NASA's pioneering World Wide Web-based site for procurement officials has sparked interest at the Justice Department as a way to make the move from file cabinets to e-procurement.

NASA's pioneering World Wide Web-based site for procurement officials has

sparked interest at the Justice Department as a way to make the move from

file cabinets to e-procurement.

NASA's Virtual Procurement Office (VPO) offers contracting specialists

a resource on governmentwide and NASA procurement regulations and a tool

for building and tracking solicitations.

"We've got to have some automation, or we'll drown in the paperwork,"

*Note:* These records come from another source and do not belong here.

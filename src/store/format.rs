// bintree-rust/src/store/format.rs
//! Snapshot blob layout: `[Header | Node Block | Metadata Block | EOF Block]`.
//! Every integer is big-endian.

use std::io::{self, Read, Write};

use byteorder::{BigEndian, ReadBytesExt, WriteBytesExt};
use serde::{Deserialize, Serialize};

use crate::common::PayloadKind;

// --- Constants ---
pub const FILE_SIGNATURE: &[u8; 8] = b"BINTREE1";
pub const FORMAT_VERSION: u8 = 0x01;

pub const TAG_METADATA_BLOCK: u8 = 0x01;
pub const TAG_NODE_BLOCK: u8 = 0x10;
pub const TAG_EOF_BLOCK: u8 = 0xFF;

/// Header flag: the EOF block carries a BLAKE3 checksum of everything
/// before it.
pub const FLAG_OVERALL_CHECKSUM: u8 = 0x01;

pub const CRC32_CHECKSUM_SIZE: usize = 4;
pub const BLAKE3_CHECKSUM_SIZE: usize = 32;

const HEADER_PADDING: usize = 8;

fn invalid_data(message: &str) -> io::Error {
    io::Error::new(io::ErrorKind::InvalidData, message.to_string())
}

/// The signature as the EOF block repeats it.
pub fn reversed_signature() -> [u8; 8] {
    let mut signature = *FILE_SIGNATURE;
    signature.reverse();
    signature
}

/// Fixed-size preamble: signature, version, flags, then the offsets of the
/// three blocks, then zero padding.
#[derive(Debug, Clone, Copy, PartialEq, Eq)]
pub struct FileHeader {
    pub version: u8,
    pub flags: u8,
    pub offset_nodes: u64,
    pub offset_metadata: u64,
    pub offset_eof: u64,
}

impl FileHeader {
    pub const SIZE: usize = 8 + 2 + 3 * 8 + HEADER_PADDING;

    pub fn new(flags: u8, offset_nodes: u64, offset_metadata: u64, offset_eof: u64) -> Self {
        FileHeader {
            version: FORMAT_VERSION,
            flags,
            offset_nodes,
            offset_metadata,
            offset_eof,
        }
    }

    pub fn has_overall_checksum(&self) -> bool {
        self.flags & FLAG_OVERALL_CHECKSUM != 0
    }

    pub fn write_to<W: Write>(&self, out: &mut W) -> io::Result<()> {
        out.write_all(FILE_SIGNATURE)?;
        out.write_all(&[self.version, self.flags])?;
        for offset in [self.offset_nodes, self.offset_metadata, self.offset_eof] {
            out.write_u64::<BigEndian>(offset)?;
        }
        out.write_all(&[0; HEADER_PADDING])
    }

    /// Reads a header. A foreign signature is `InvalidData`; the version is
    /// left for the caller to judge.
    pub fn read_from<R: Read>(input: &mut R) -> io::Result<Self> {
        let mut signature = [0u8; 8];
        input.read_exact(&mut signature)?;
        if &signature != FILE_SIGNATURE {
            return Err(invalid_data("invalid signature"));
        }
        let mut version_and_flags = [0u8; 2];
        input.read_exact(&mut version_and_flags)?;
        let [version, flags] = version_and_flags;
        let offset_nodes = input.read_u64::<BigEndian>()?;
        let offset_metadata = input.read_u64::<BigEndian>()?;
        let offset_eof = input.read_u64::<BigEndian>()?;
        input.read_exact(&mut [0u8; HEADER_PADDING])?;
        Ok(FileHeader {
            version,
            flags,
            offset_nodes,
            offset_metadata,
            offset_eof,
        })
    }
}

/// Describes the tree a snapshot was taken from. Stored as JSON.
#[derive(Debug, Clone, PartialEq, Serialize, Deserialize)]
pub struct SnapshotMetadata {
    pub name: Option<String>,
    pub kind: PayloadKind,
    pub node_count: u64,
    pub created_at: String,
}

/// Prefix of a content block.
#[derive(Debug, Clone, Copy, PartialEq, Eq)]
pub struct BlockFrame {
    pub tag: u8,
    /// Content length, frame excluded.
    pub len: u32,
    /// CRC32 of the content.
    pub crc: u32,
}

impl BlockFrame {
    pub const SIZE: usize = 1 + 4 + CRC32_CHECKSUM_SIZE;

    /// Frames `content`, or `None` when it is too long for a `u32` length.
    pub fn for_content(tag: u8, content: &[u8]) -> Option<Self> {
        let len = u32::try_from(content.len()).ok()?;
        Some(BlockFrame {
            tag,
            len,
            crc: calculate_crc32(content),
        })
    }

    pub fn write_to<W: Write>(&self, out: &mut W) -> io::Result<()> {
        out.write_u8(self.tag)?;
        out.write_u32::<BigEndian>(self.len)?;
        out.write_u32::<BigEndian>(self.crc)
    }

    pub fn read_from<R: Read>(input: &mut R) -> io::Result<Self> {
        Ok(BlockFrame {
            tag: input.read_u8()?,
            len: input.read_u32::<BigEndian>()?,
            crc: input.read_u32::<BigEndian>()?,
        })
    }
}

/// Trailer: tag, the two block offsets again, the reversed signature and,
/// when the header flag is set, the BLAKE3 checksum.
#[derive(Debug, Clone, PartialEq, Eq)]
pub struct EofBlock {
    pub offset_metadata: u64,
    pub offset_nodes: u64,
    pub checksum: Option<[u8; BLAKE3_CHECKSUM_SIZE]>,
}

impl EofBlock {
    pub fn write_to<W: Write>(&self, out: &mut W) -> io::Result<()> {
        out.write_u8(TAG_EOF_BLOCK)?;
        out.write_u64::<BigEndian>(self.offset_metadata)?;
        out.write_u64::<BigEndian>(self.offset_nodes)?;
        out.write_all(&reversed_signature())?;
        match &self.checksum {
            Some(checksum) => out.write_all(checksum),
            None => Ok(()),
        }
    }

    pub fn read_from<R: Read>(input: &mut R, with_checksum: bool) -> io::Result<Self> {
        if input.read_u8()? != TAG_EOF_BLOCK {
            return Err(invalid_data("EOF block tag mismatch"));
        }
        let offset_metadata = input.read_u64::<BigEndian>()?;
        let offset_nodes = input.read_u64::<BigEndian>()?;
        let mut signature = [0u8; 8];
        input.read_exact(&mut signature)?;
        if signature != reversed_signature() {
            return Err(invalid_data("EOF block reversed signature mismatch"));
        }
        let checksum = if with_checksum {
            let mut checksum = [0u8; BLAKE3_CHECKSUM_SIZE];
            input.read_exact(&mut checksum)?;
            Some(checksum)
        } else {
            None
        };
        Ok(EofBlock {
            offset_metadata,
            offset_nodes,
            checksum,
        })
    }
}

pub fn calculate_crc32(data: &[u8]) -> u32 {
    crc32fast::hash(data)
}

pub fn calculate_blake3_hash(data: &[u8]) -> [u8; BLAKE3_CHECKSUM_SIZE] {
    *blake3::hash(data).as_bytes()
}
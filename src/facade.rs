// bintree-rust/src/facade.rs
//! One handle over both tree variants, fed with loosely typed JSON payloads.

use std::ops::Add;

use serde_json::Value as JsonValue;

use crate::common::{Key, KeyKind, PayloadKind, Record};
use crate::error::{BinaryTreeError, Result};
use crate::store::{Persistence, StorageBackend};
use crate::tree::{AtomicTree, Found, RecordTree};

/// Either an atomic tree or a record tree.
#[derive(Debug, Clone)]
pub enum Tree {
    Atomic(AtomicTree),
    Record(RecordTree),
}

/// The answer to one lookup: presence for atomic trees, the matching record
/// for record trees.
#[derive(Debug, Clone, PartialEq)]
pub enum Lookup {
    Present(bool),
    Record(Option<Record>),
}

impl Lookup {
    pub fn is_found(&self) -> bool {
        match self {
            Lookup::Present(found) => *found,
            Lookup::Record(record) => record.is_some(),
        }
    }

    pub fn to_json(&self) -> JsonValue {
        match self {
            Lookup::Present(found) => JsonValue::Bool(*found),
            Lookup::Record(Some(record)) => record.to_json(),
            Lookup::Record(None) => JsonValue::Null,
        }
    }
}

fn incompatible(left: &Tree, right: &Tree) -> BinaryTreeError {
    BinaryTreeError::IncompatibleTrees(format!("{} vs {}", left.kind(), right.kind()))
}

fn coerce(key: Key, kind: PayloadKind) -> Key {
    match kind.key_kind() {
        Some(key_kind) => key.coerce_to(key_kind),
        None => key,
    }
}

fn no_nodes() -> BinaryTreeError {
    BinaryTreeError::InvalidPayload("No node was passed to the function.".to_string())
}

impl Tree {
    pub fn atomic(name: Option<&str>, key_kind: KeyKind) -> Self {
        Tree::Atomic(AtomicTree::new(name, key_kind))
    }

    pub fn record(name: Option<&str>) -> Self {
        Tree::Record(RecordTree::new(name))
    }

    pub fn name(&self) -> Option<&str> {
        match self {
            Tree::Atomic(tree) => tree.name(),
            Tree::Record(tree) => tree.name(),
        }
    }

    pub fn kind(&self) -> PayloadKind {
        match self {
            Tree::Atomic(tree) => tree.kind(),
            Tree::Record(tree) => tree.kind(),
        }
    }

    pub fn len(&self) -> usize {
        match self {
            Tree::Atomic(tree) => tree.len(),
            Tree::Record(tree) => tree.len(),
        }
    }

    pub fn is_empty(&self) -> bool {
        self.len() == 0
    }

    /// Reads a lookup key, widening integers for float-keyed trees.
    fn key_from(&self, value: &JsonValue) -> Result<Key> {
        Ok(coerce(Key::from_json(value)?, self.kind()))
    }

    /// Adds every node in order. Atomic trees take scalars of their key
    /// kind; record trees take objects with a `key` field.
    pub fn add_nodes(&mut self, nodes: &[JsonValue]) -> Result<()> {
        if nodes.is_empty() {
            return Err(no_nodes());
        }
        for node in nodes {
            match self {
                Tree::Atomic(tree) => {
                    let key = coerce(Key::from_json(node)?, tree.kind());
                    tree.insert(key)?;
                }
                Tree::Record(tree) => {
                    let mut record = Record::from_json(node.clone())?;
                    if let Some(kind) = tree.kind().key_kind() {
                        record = record.rekeyed(kind);
                    }
                    tree.insert(record)?;
                }
            }
        }
        Ok(())
    }

    /// Looks every key up. One key gives its result directly, several give
    /// the ordered list.
    pub fn find_nodes(&self, keys: &[JsonValue]) -> Result<Found<Lookup>> {
        if keys.is_empty() {
            return Err(no_nodes());
        }
        let keys = keys.iter().map(|value| self.key_from(value)).collect::<Result<Vec<_>>>()?;
        match self {
            Tree::Atomic(tree) => Ok(tree.find_many(&keys)?.map(Lookup::Present)),
            Tree::Record(tree) => Ok(tree.find_many(&keys)?.map(Lookup::Record)),
        }
    }

    pub fn eliminate(&mut self, key: &JsonValue) -> Result<()> {
        let key = self.key_from(key)?;
        match self {
            Tree::Atomic(tree) => tree.eliminate(&key),
            Tree::Record(tree) => tree.eliminate(&key),
        }
    }

    pub fn subtree(&self, key: &JsonValue) -> Result<Tree> {
        let key = self.key_from(key)?;
        match self {
            Tree::Atomic(tree) => Ok(Tree::Atomic(tree.subtree(&key)?)),
            Tree::Record(tree) => Ok(Tree::Record(tree.subtree(&key)?)),
        }
    }

    pub fn empty(&mut self) {
        match self {
            Tree::Atomic(tree) => tree.empty(),
            Tree::Record(tree) => tree.empty(),
        }
    }

    pub fn lt(&self, other: &Tree) -> Result<bool> {
        match (self, other) {
            (Tree::Atomic(a), Tree::Atomic(b)) => a.lt(b),
            (Tree::Record(a), Tree::Record(b)) => a.lt(b),
            _ => Err(incompatible(self, other)),
        }
    }

    pub fn gt(&self, other: &Tree) -> Result<bool> {
        match (self, other) {
            (Tree::Atomic(a), Tree::Atomic(b)) => a.gt(b),
            (Tree::Record(a), Tree::Record(b)) => a.gt(b),
            _ => Err(incompatible(self, other)),
        }
    }

    pub fn le(&self, other: &Tree) -> Result<bool> {
        match (self, other) {
            (Tree::Atomic(a), Tree::Atomic(b)) => a.le(b),
            (Tree::Record(a), Tree::Record(b)) => a.le(b),
            _ => Err(incompatible(self, other)),
        }
    }

    pub fn ge(&self, other: &Tree) -> Result<bool> {
        match (self, other) {
            (Tree::Atomic(a), Tree::Atomic(b)) => a.ge(b),
            (Tree::Record(a), Tree::Record(b)) => a.ge(b),
            _ => Err(incompatible(self, other)),
        }
    }

    pub fn eq_keys(&self, other: &Tree) -> Result<bool> {
        match (self, other) {
            (Tree::Atomic(a), Tree::Atomic(b)) => a.eq_keys(b),
            (Tree::Record(a), Tree::Record(b)) => a.eq_keys(b),
            _ => Err(incompatible(self, other)),
        }
    }

    pub fn ne_keys(&self, other: &Tree) -> Result<bool> {
        Ok(!self.eq_keys(other)?)
    }

    pub fn merge(&mut self, other: &Tree) -> Result<&mut Self> {
        match (&mut *self, other) {
            (Tree::Atomic(a), Tree::Atomic(b)) => {
                a.merge(b)?;
            }
            (Tree::Record(a), Tree::Record(b)) => {
                a.merge(b)?;
            }
            (left, right) => return Err(incompatible(left, right)),
        }
        Ok(self)
    }

    pub fn store<B: StorageBackend>(&self, persistence: &mut Persistence<B>, name: Option<&str>) -> Result<String> {
        match self {
            Tree::Atomic(tree) => persistence.store(tree, name),
            Tree::Record(tree) => persistence.store(tree, name),
        }
    }

    pub fn load<B: StorageBackend>(&mut self, persistence: &Persistence<B>, name: Option<&str>) -> Result<()> {
        match self {
            Tree::Atomic(tree) => persistence.load(tree, name),
            Tree::Record(tree) => persistence.load(tree, name),
        }
    }
}

impl From<AtomicTree> for Tree {
    fn from(tree: AtomicTree) -> Self {
        Tree::Atomic(tree)
    }
}

impl From<RecordTree> for Tree {
    fn from(tree: RecordTree) -> Self {
        Tree::Record(tree)
    }
}

impl Add for Tree {
    type Output = Result<Tree>;

    fn add(mut self, rhs: Tree) -> Self::Output {
        self.merge(&rhs)?;
        Ok(self)
    }
}
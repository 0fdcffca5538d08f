// src/lib.rs

//! Unbalanced binary search trees over a flat node arena, with named
//! snapshots kept in a pluggable storage backend.
//!
//! Two variants share one implementation: [`AtomicTree`] stores bare scalar
//! keys, [`RecordTree`] stores records sorted by their `key` field. The
//! [`Tree`] facade drives either from JSON values.

// Declare all modules
pub mod common;
pub mod error;
pub mod facade;
pub mod node;
pub mod store;
pub mod tree;

pub use crate::common::{Field, Key, KeyKind, PayloadKind, Record, StoreConfig, RECORD_KEY_FIELD};
pub use crate::error::{BinaryTreeError, Result};
pub use crate::facade::{Lookup, Tree};
pub use crate::node::{Node, NodeIdx, NodeStore, Payload, Side};
pub use crate::store::{DirStore, InMemoryStore, Persistence, StorageBackend};
pub use crate::tree::{AtomicTree, BinaryTree, Found, RecordTree};
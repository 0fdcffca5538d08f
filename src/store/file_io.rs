// bintree-rust/src/store/file_io.rs
use super::format::{
    calculate_blake3_hash, calculate_crc32, BlockFrame, EofBlock, FileHeader, SnapshotMetadata,
    FLAG_OVERALL_CHECKSUM, FORMAT_VERSION, TAG_METADATA_BLOCK, TAG_NODE_BLOCK,
};
use crate::common::PayloadKind;
use crate::error::{BinaryTreeError, Result};
use crate::node::{NodeStore, Payload};
use log::trace;
use std::io::{Cursor, Read, Seek, SeekFrom};

fn push_block(out: &mut Vec<u8>, tag: u8, content: &[u8], context: &str) -> Result<()> {
    let frame = BlockFrame::for_content(tag, content).ok_or_else(|| {
        BinaryTreeError::Serialization(format!("{} is too large: {} bytes", context, content.len()))
    })?;
    frame.write_to(out)?;
    out.extend_from_slice(content);
    Ok(())
}

/// Encodes a node arena plus its metadata into one framed blob.
pub fn write_snapshot<P: Payload>(
    store: &NodeStore<P>,
    metadata: &SnapshotMetadata,
    with_checksum: bool,
) -> Result<Vec<u8>> {
    let node_bytes = bincode::serialize(store)?;
    let metadata_json_bytes =
        serde_json::to_vec(metadata).map_err(|e| BinaryTreeError::Serialization(e.to_string()))?;

    let frame_size = BlockFrame::SIZE as u64;
    let offset_nodes = FileHeader::SIZE as u64;
    let offset_metadata = offset_nodes + frame_size + node_bytes.len() as u64;
    let offset_eof = offset_metadata + frame_size + metadata_json_bytes.len() as u64;

    let flags = if with_checksum { FLAG_OVERALL_CHECKSUM } else { 0 };
    let mut blob: Vec<u8> = Vec::with_capacity(offset_eof as usize + 64);
    FileHeader::new(flags, offset_nodes, offset_metadata, offset_eof).write_to(&mut blob)?;
    push_block(&mut blob, TAG_NODE_BLOCK, &node_bytes, "Node Block")?;
    push_block(&mut blob, TAG_METADATA_BLOCK, &metadata_json_bytes, "Metadata Block")?;

    // The checksum covers everything up to where the EOF block begins.
    EofBlock {
        offset_metadata,
        offset_nodes,
        checksum: with_checksum.then(|| calculate_blake3_hash(&blob)),
    }
    .write_to(&mut blob)?;

    trace!(
        "Wrote snapshot: {} node(s), {} bytes, checksum: {}.",
        metadata.node_count,
        blob.len(),
        with_checksum
    );
    Ok(blob)
}

fn read_block(file_bytes: &[u8], offset: u64, expected_tag: u8, context: &str) -> Result<Vec<u8>> {
    let mut reader = Cursor::new(file_bytes);
    reader.seek(SeekFrom::Start(offset))?;
    let frame = BlockFrame::read_from(&mut reader)
        .map_err(|e| BinaryTreeError::InvalidFileFormat(format!("Failed to read {} frame: {}", context, e)))?;
    if frame.tag != expected_tag {
        return Err(BinaryTreeError::InvalidFileFormat(format!("{} tag mismatch", context)));
    }
    let content_end = reader.position() + frame.len as u64;
    if content_end > file_bytes.len() as u64 {
        return Err(BinaryTreeError::InvalidFileFormat(format!("{} runs past the end of the file", context)));
    }
    let mut content = vec![0u8; frame.len as usize];
    reader.read_exact(&mut content)?;
    if calculate_crc32(&content) != frame.crc {
        return Err(BinaryTreeError::ChecksumMismatch { context: context.to_string() });
    }
    Ok(content)
}

/// Reads only the metadata of a snapshot, checking the framing on the way.
pub fn read_snapshot_metadata(file_bytes: &[u8]) -> Result<(FileHeader, SnapshotMetadata)> {
    let header = FileHeader::read_from(&mut Cursor::new(file_bytes))
        .map_err(|e| BinaryTreeError::InvalidFileFormat(format!("Failed to read header: {}", e)))?;
    if header.version != FORMAT_VERSION {
        return Err(BinaryTreeError::InvalidFileFormat(format!(
            "Unsupported version: {}",
            header.version
        )));
    }
    let metadata_json_bytes = read_block(file_bytes, header.offset_metadata, TAG_METADATA_BLOCK, "Metadata Block")?;
    let metadata: SnapshotMetadata = serde_json::from_slice(&metadata_json_bytes)
        .map_err(|e| BinaryTreeError::Deserialization(e.to_string()))?;
    Ok((header, metadata))
}

/// Decodes a blob produced by [`write_snapshot`]. `expected` is the kind of
/// the tree receiving the arena; a snapshot of another kind is rejected
/// before its nodes are decoded.
pub fn read_snapshot<P: Payload>(
    file_bytes: &[u8],
    expected: PayloadKind,
    verify_checksum: bool,
) -> Result<(NodeStore<P>, SnapshotMetadata)> {
    let (header, metadata) = read_snapshot_metadata(file_bytes)?;
    if !expected.is_compatible(&metadata.kind) {
        return Err(BinaryTreeError::IncompatibleTrees(format!(
            "snapshot holds {} but the tree is {}",
            metadata.kind, expected
        )));
    }

    if header.offset_eof > file_bytes.len() as u64 {
        return Err(BinaryTreeError::InvalidFileFormat("EOF offset in header is out of bounds.".into()));
    }
    let mut reader = Cursor::new(file_bytes);
    reader.seek(SeekFrom::Start(header.offset_eof))?;
    let eof_block = EofBlock::read_from(&mut reader, header.has_overall_checksum())
        .map_err(|e| BinaryTreeError::InvalidFileFormat(format!("Failed to read EOF block: {}", e)))?;
    if eof_block.offset_nodes != header.offset_nodes || eof_block.offset_metadata != header.offset_metadata {
        return Err(BinaryTreeError::InvalidFileFormat(
            "EOF block offsets disagree with the header.".into(),
        ));
    }

    if let (true, Some(expected_checksum)) = (verify_checksum, eof_block.checksum) {
        let calculated = calculate_blake3_hash(&file_bytes[..header.offset_eof as usize]);
        if calculated != expected_checksum {
            return Err(BinaryTreeError::ChecksumMismatch {
                context: format!(
                    "Overall file content: expected {}, calculated {}",
                    hex::encode(expected_checksum),
                    hex::encode(calculated)
                ),
            });
        }
    }

    let node_bytes = read_block(file_bytes, header.offset_nodes, TAG_NODE_BLOCK, "Node Block")?;
    let store: NodeStore<P> =
        bincode::deserialize(&node_bytes).map_err(|e| BinaryTreeError::Deserialization(e.to_string()))?;
    store
        .validate()
        .map_err(|e| BinaryTreeError::InvalidFileFormat(format!("Node Block is not a binary tree: {}", e)))?;
    if store.len() as u64 != metadata.node_count {
        return Err(BinaryTreeError::InvalidFileFormat(format!(
            "metadata announces {} node(s), Node Block holds {}",
            metadata.node_count,
            store.len()
        )));
    }
    trace!("Read snapshot {:?}: {} node(s).", metadata.name, store.len());
    Ok((store, metadata))
}
use log::trace;

use crate::common::Key;
use crate::error::{BinaryTreeError, Result};
use crate::node::{NodeIdx, NodeStore, Payload, Side};

use super::types::Located;

fn cycle_error() -> BinaryTreeError {
    BinaryTreeError::OperationFailure("walk exceeded the node count; the arena has a cycle".to_string())
}

/// Walks from the root towards `key`. Returns the first node whose sort key
/// equals `key`, with its parent link, or `None` once an absent child is hit.
pub(super) fn locate<P: Payload>(store: &NodeStore<P>, key: &Key) -> Result<Option<Located>> {
    let mut current = match store.root() {
        Some(root) => root,
        None => return Ok(None),
    };
    let mut parent = None;
    for _ in 0..=store.len() {
        let node = store.get(current)?;
        let node_key = node.payload.sort_key();
        if node_key == key {
            return Ok(Some(Located { idx: current, parent }));
        }
        let side = Side::towards(key, node_key);
        match node.child(side) {
            Some(child) => {
                parent = Some((current, side));
                current = child;
            }
            None => return Ok(None),
        }
    }
    Err(cycle_error())
}

/// Links `payload` below the first absent child on its search path, or makes
/// it the root of an empty store.
pub(super) fn insert_impl<P: Payload>(store: &mut NodeStore<P>, payload: P) -> Result<NodeIdx> {
    let mut current = match store.root() {
        Some(root) => root,
        None => {
            let idx = store.append(payload)?;
            store.set_root(Some(idx));
            trace!("Created root at slot {}.", idx);
            return Ok(idx);
        }
    };
    for _ in 0..=store.len() {
        let node = store.get(current)?;
        let side = Side::towards(payload.sort_key(), node.payload.sort_key());
        match node.child(side) {
            Some(child) => current = child,
            None => {
                let idx = store.append(payload)?;
                store.set_child(current, side, Some(idx))?;
                return Ok(idx);
            }
        }
    }
    Err(cycle_error())
}

/// Payloads of the subtree at `start` in pre-order (node, left, right).
pub(super) fn preorder_payloads<P: Payload>(store: &NodeStore<P>, start: NodeIdx) -> Result<Vec<P>> {
    store
        .subtree_slots(start)?
        .into_iter()
        .map(|idx| store.get(idx).map(|node| node.payload.clone()))
        .collect()
}

/// Payloads in sort-key order.
pub(super) fn in_order_impl<P: Payload>(store: &NodeStore<P>) -> Result<Vec<&P>> {
    let mut out = Vec::with_capacity(store.len());
    let mut stack: Vec<NodeIdx> = Vec::new();
    let mut current = store.root();
    loop {
        while let Some(idx) = current {
            if stack.len() > store.len() {
                return Err(cycle_error());
            }
            stack.push(idx);
            current = store.get(idx)?.left;
        }
        let idx = match stack.pop() {
            Some(idx) => idx,
            None => break,
        };
        let node = store.get(idx)?;
        out.push(&node.payload);
        if out.len() > store.len() {
            return Err(cycle_error());
        }
        current = node.right;
    }
    Ok(out)
}

/// Number of nodes on the longest root-to-leaf path.
pub(super) fn height_impl<P: Payload>(store: &NodeStore<P>) -> Result<usize> {
    let mut height = 0;
    let mut stack: Vec<(NodeIdx, usize)> = store.root().map(|root| (root, 1)).into_iter().collect();
    let mut visited = 0usize;
    while let Some((idx, depth)) = stack.pop() {
        visited += 1;
        if visited > store.len() {
            return Err(cycle_error());
        }
        height = height.max(depth);
        let node = store.get(idx)?;
        stack.extend(node.left.map(|child| (child, depth + 1)));
        stack.extend(node.right.map(|child| (child, depth + 1)));
    }
    Ok(height)
}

said Melissa Richardson, assistant director of Justice's procurement services

staff. NASA officials described the initiative June 28 at a Justice conference

intended to update the department's contract managers about the latest procurement

rules and regulations, contract vehicles and approaches. The discussion

also included the General Services Administration's online auction.

As a result of the educational exchange, Richardson said she plans to

invite interested Justice procurement officials to meet with NASA representatives

to review NASA's VPO up close and discuss the possibility of adapting it

to the Justice Department's needs.

"If we like it and fully understand other associated costs to operate

and maintain it, I believe it has tremendous possibility in helping us streamline

processes, track data close to real time and, most importantly, free up

the time of the procurement professional to work closer with the customer

to formulate strategies that yield sound and cost- reasonable results,"

Richardson said.

NASA developed VPO with such adaptation in mind, said Jim Bradford,

NASA Acquisition Internet Service project leader at Marshall Space Flight

Center.

NASA's goal was to create online procurement tools — from creating a

solicitation to posting it to interacting with the vendor — that are standard

enough for the entire government to use, he said. Bradford and Tom Deback,

VPO team leader and a procurement analyst at NASA headquarters in Washington,

D.C., spoke at the Department of Justice Acquisition Conference.

Federal agencies need to follow the commercial model for doing business

and have the capability to conduct more acquisitions electronically, said

Robyn Dyson Towles, deputy director of Justice's Acquisition Management

Division.

"We can no longer afford to be just in the acquisition business. We

have to be a solutions business," Towles said. Customers do not care about

the process used to make purchases; they just want to reach the end result

efficiently, she said.

"We have to look at the tools that assist us in automating the process

so we can do our job faster, smarter, cheaper," a variation of the faster,

better, cheaper philosophy at NASA, Towles said.

In its second phase of VPO, the space agency plans to add capabilities

such as individual log-ons that will identify the procurement official using

the system, help track an individual's documents and enable him or her to

log on once and use any procurement application, Deback said.